I shall rock them like it’s 1999.
I’m not going to lie. I can’t wait to be 40. The past five years have felt more like fifteen long spins around the Sun. I have spent the last three years pretending not to already feel forty inside. The outside of me has taken a few hits with the years, too.
Like the old grey mare, I ain’t what I used to be. I held up my anti-aging facewash to Morgan last night and told him what the label should say: “You will be young forever! Buy our product and forget your wrinkles! (Just don’t ask for a refund when you get old anyways, mmkay?)” Then I stuck my tongue out at the bottle because despite being this old, I am not particularly mature.
My eyelids are less perky than they were a decade ago. My neck skin is definitely getting a little lazy. The dermatologist has found my skin less-than-cancer-free after years of beach-loving days (Basal cell carcinoma for the win!). I discovered a strange pain in my right hand last month. (A brief google search told me it’s either arthritis or I’m slowly dying of hypothermia. Hard to tell for sure.) I may even be going grey, for pity’s sake. My hair hasn’t been its natural color in decades, though, so the world will never know.
Don’t get me wrong, I would love to turn forty and still be twenty-five, but I think that would confuse people.
All this getting older business reminds me of the last trimester of my pregnancies, when the discomfort increased, my vanity slipped away as my body expanded in ways I never thought possible, and I slowly accepted the truth that I would have to give birth. Freedom comes to pregnant woman when they embrace the truth: this is not in your control.
As we age, we face the same reality. And the freedom is just as liberating. The Bible says all people are like grass, we fade and wither. But, it then it reminds us that the word of the Lord lasts forever.
Forever sounds like a really long time to me. Way longer than forty years. Thank goodness.

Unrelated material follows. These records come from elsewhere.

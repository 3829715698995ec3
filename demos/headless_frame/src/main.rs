//! A headless stand-in for the renderer's window loop (`src/main.rs` in the
//! original engine), wired to the software [`scene_rhi::mock::MockRhi`]
//! backend and a hand-built [`scene_core::test_support::FakeWorld`] instead
//! of a real swapchain and asset-backed world. Drives a handful of frames
//! and reports what each pass saw, for manual inspection of the pass DAG
//! without a GPU.

use anyhow::Result;

use scene_core::test_support::FakeWorld;
use scene_core::{CullFlags, FrameScheduler, FrameState, ReadbackService, ResourceManager, ViewVolume};
use scene_math::prelude::*;
use scene_rhi::mock::MockRhi;

const SCREEN_WIDTH: u32 = 320;
const SCREEN_HEIGHT: u32 = 180;
const SHADOW_ATLAS_RESOLUTION: u32 = 1024;
const CSM_RESOLUTION: u32 = 512;

fn main() -> Result<()> {
    env_logger::init();

    let rhi = MockRhi::new();
    let mut resources = ResourceManager::create(&rhi, SCREEN_WIDTH, SCREEN_HEIGHT, SHADOW_ATLAS_RESOLUTION, CSM_RESOLUTION, 3)?;
    let mut scheduler = FrameScheduler::new(&rhi, &resources, 4);

    let world = debug_world();
    let view = debug_view();

    let mut world_time = 0.0f32;
    let delta_time = 1.0 / 60.0;

    for frame in 0..4 {
        let submitted = scheduler.run_frame(
            &rhi,
            &world,
            &view,
            &mut resources,
            (SCREEN_WIDTH, SCREEN_HEIGHT),
            world_time,
            delta_time,
            CullFlags::FRUSTUM_CULL | CullFlags::OCCLUSION_CULL,
            Vec3::splat(0.02),
        )?;

        log::info!(
            "frame {frame}: submitted={submitted} state={:?}",
            scheduler.state()
        );
        assert_eq!(scheduler.state(), FrameState::Idle);

        world_time += delta_time;
    }

    // The base pass never actually rasterizes in the mock backend (there is
    // no rasterizer to run), so the picker image stays all-zero; this just
    // exercises the Readback Service's bounds-checked read path end to end.
    match ReadbackService::pick_entity_at(&rhi, resources.images.picker, SCREEN_WIDTH, SCREEN_HEIGHT, 10, 10) {
        Ok(entity) => log::info!("picked entity at (10, 10): {entity:?}"),
        Err(err) => log::warn!("readback failed: {err}"),
    }

    Ok(())
}

/// A small scene: two cubes sharing one mesh, a sun, and a shadowed point
/// light -- enough to exercise the depth pre-pass, CSM pass, and point
/// shadow pass in the same frame.
fn debug_world() -> FakeWorld {
    let mut world = FakeWorld::new();

    let cube = world.add_mesh_single_surface(36, 0);
    world.add_static_instance(cube, Mat4::from_translation(Vec3::new(-2.0, 0.0, 0.0)));
    world.add_static_instance(cube, Mat4::from_translation(Vec3::new(2.0, 0.0, 0.0)));

    world.add_directional_light(Vec3::new(-0.3, -1.0, -0.2).normalize(), true);
    world.add_point_light(Vec3::new(0.0, 3.0, 0.0), Vec3::splat(800.0), true);

    world
}

fn debug_view() -> ViewVolume {
    let position = Vec3::new(0.0, 2.0, 8.0);
    let forward = (Vec3::ZERO - position).normalize();
    let right = forward.cross(Vec3::Y).normalize();
    let up = right.cross(forward);

    ViewVolume {
        position,
        right,
        up,
        forward,
        fov_y_radians: 60f32.to_radians(),
        aspect: SCREEN_WIDTH as f32 / SCREEN_HEIGHT as f32,
        near: 1000.0,
        far: 0.1,
    }
}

George MacDonald knew the truth. We ought to clap our hands and rejoice in how far we have come, and how close we are to an eternity in which God’s word will birth us into His presence forever. Rejoicing in being old feels very counter-cultural, and we are all about that kind of Jesus stuff. WWJD on His fortieth birthday? He would party.
So, Morgan and I are giving ourselves a day full of all our favorite things on our fortieth birthdays. We will not ask “What should we do for our birthday?” because that question is a bummer machine. We plan to do everything that helps us relish the sweetness of four decades of being alive, feeling loved, having meaningful work and people in our lives, and the last twenty-plus years of knowing the God who loves us so well.
Bring it, fortieth birthday. Bring the fun, bring the happy cakes with all the candles, bring the memories, bring all you have to offer us. We salute you! (And hopefully this potential case of hypothermia I have won’t slow down my clapping hands.)